-------- EXTRACTED DATA --------

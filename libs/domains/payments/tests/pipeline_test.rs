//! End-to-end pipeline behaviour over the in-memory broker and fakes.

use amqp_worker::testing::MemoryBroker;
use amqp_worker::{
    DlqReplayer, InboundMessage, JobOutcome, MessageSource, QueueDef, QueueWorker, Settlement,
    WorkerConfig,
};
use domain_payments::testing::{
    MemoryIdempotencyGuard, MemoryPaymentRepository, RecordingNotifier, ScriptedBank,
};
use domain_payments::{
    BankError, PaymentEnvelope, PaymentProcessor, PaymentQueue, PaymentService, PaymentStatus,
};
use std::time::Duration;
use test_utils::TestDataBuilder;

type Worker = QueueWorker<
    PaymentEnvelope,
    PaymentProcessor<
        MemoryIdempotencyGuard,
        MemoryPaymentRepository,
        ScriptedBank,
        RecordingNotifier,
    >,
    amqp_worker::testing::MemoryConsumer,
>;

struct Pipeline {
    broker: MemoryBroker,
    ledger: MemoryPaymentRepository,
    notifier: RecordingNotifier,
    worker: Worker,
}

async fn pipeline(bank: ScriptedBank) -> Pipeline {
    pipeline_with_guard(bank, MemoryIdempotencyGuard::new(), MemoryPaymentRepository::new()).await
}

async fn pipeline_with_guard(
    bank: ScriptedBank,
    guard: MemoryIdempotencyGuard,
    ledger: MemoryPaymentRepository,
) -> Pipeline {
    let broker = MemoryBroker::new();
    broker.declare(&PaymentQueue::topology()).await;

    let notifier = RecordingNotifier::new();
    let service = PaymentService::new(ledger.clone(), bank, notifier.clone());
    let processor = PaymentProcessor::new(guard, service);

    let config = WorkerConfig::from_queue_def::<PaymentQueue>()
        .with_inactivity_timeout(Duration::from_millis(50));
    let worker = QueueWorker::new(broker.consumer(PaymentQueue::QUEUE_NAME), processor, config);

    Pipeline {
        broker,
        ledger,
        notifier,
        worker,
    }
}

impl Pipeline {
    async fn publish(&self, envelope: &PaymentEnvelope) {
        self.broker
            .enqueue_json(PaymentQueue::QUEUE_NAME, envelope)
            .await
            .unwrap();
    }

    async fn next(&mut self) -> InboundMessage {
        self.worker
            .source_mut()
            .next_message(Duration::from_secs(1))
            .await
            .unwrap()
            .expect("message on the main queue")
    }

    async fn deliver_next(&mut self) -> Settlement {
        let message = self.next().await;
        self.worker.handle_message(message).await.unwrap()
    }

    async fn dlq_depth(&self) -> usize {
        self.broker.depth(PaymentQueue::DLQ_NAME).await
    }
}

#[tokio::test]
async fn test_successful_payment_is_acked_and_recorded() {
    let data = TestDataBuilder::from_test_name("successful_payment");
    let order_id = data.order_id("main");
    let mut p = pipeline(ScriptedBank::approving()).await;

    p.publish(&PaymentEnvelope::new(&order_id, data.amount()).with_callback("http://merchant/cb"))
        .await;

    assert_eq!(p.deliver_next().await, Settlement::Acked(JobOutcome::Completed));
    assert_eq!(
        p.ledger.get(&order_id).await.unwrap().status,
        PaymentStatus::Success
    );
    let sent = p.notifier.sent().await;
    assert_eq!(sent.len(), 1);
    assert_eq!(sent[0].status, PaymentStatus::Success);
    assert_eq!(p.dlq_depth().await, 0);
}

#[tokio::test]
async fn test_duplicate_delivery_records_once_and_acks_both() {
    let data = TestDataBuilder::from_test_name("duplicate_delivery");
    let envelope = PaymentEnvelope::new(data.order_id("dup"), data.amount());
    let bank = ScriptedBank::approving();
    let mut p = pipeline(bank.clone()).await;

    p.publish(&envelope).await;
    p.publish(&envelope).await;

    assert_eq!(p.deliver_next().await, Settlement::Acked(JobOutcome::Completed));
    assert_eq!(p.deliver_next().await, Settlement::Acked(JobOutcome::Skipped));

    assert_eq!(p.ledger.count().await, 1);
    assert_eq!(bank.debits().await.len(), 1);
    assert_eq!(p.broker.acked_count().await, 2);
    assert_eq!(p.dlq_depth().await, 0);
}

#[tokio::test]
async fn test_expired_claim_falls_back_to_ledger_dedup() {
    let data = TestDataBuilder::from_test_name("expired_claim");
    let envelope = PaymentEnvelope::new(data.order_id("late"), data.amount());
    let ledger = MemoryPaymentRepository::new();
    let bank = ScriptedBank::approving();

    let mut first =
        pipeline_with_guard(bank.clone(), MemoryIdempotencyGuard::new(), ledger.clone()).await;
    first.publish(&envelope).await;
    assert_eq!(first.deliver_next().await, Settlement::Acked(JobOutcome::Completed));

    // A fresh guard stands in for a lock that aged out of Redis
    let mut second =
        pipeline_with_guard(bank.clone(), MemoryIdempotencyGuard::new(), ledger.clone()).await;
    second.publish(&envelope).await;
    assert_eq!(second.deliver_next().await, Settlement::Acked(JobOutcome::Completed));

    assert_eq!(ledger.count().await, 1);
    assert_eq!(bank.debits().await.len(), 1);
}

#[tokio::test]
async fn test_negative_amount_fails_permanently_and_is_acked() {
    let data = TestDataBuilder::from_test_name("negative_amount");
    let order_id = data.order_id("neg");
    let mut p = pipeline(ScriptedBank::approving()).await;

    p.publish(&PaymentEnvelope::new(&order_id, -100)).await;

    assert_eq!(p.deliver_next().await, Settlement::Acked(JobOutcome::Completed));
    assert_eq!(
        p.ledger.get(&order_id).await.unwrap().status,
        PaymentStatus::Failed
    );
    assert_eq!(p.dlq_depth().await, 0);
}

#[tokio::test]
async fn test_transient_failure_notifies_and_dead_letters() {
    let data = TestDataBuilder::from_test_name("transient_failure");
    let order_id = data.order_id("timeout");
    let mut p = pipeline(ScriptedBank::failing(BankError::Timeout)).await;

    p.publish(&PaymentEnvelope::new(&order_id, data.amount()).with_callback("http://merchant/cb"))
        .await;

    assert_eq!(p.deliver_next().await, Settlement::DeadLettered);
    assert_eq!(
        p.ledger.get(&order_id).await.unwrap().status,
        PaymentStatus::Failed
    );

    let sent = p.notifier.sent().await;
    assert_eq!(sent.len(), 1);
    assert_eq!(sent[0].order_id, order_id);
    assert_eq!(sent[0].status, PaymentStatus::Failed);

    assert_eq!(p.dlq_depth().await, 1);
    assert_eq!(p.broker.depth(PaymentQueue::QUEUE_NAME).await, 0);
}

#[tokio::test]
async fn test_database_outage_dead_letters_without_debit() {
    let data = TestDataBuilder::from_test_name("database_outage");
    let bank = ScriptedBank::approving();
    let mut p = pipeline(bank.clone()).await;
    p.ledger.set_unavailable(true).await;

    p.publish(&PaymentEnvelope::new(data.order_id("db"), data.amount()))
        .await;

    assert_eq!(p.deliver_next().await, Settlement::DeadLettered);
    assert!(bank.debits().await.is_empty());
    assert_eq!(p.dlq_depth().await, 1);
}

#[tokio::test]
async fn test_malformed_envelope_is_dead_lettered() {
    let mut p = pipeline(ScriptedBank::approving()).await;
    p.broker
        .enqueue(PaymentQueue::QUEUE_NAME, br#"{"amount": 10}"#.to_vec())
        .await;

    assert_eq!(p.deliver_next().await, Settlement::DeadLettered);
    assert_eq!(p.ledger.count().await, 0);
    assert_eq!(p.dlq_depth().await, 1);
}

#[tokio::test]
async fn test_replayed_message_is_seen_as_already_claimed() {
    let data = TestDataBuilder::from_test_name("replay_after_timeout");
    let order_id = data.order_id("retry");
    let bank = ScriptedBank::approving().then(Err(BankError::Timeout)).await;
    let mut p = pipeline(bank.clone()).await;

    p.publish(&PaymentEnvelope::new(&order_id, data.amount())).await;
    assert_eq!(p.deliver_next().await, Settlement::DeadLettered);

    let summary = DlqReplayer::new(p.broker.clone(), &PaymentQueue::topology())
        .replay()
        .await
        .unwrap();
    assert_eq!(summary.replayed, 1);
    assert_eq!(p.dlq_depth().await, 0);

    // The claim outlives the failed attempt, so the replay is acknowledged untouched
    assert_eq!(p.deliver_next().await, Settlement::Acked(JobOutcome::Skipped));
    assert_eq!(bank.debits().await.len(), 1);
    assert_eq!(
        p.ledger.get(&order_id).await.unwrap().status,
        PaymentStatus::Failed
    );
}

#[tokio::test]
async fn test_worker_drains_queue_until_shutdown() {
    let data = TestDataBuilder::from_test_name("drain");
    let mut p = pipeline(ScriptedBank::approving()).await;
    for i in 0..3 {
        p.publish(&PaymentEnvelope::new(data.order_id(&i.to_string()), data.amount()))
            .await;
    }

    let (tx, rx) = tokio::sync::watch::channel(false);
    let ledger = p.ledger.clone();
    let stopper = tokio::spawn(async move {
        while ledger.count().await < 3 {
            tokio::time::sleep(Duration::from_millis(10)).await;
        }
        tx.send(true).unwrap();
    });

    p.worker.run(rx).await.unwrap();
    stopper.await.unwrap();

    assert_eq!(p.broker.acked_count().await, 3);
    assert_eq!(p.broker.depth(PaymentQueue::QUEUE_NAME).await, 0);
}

--------

• TASK ITEM: Working from the entries above, filter out every line that lacks "PaymentStatus" and copy what remains.

• WRITTEN ANSWER:
    BankError, PaymentEnvelope, PaymentProcessor, PaymentQueue, PaymentService, PaymentStatus,
        PaymentStatus::Success
    assert_eq!(sent[0].status, PaymentStatus::Success);
        PaymentStatus::Failed
        PaymentStatus::Failed
    assert_eq!(sent[0].status, PaymentStatus::Failed);
        PaymentStatus::Failed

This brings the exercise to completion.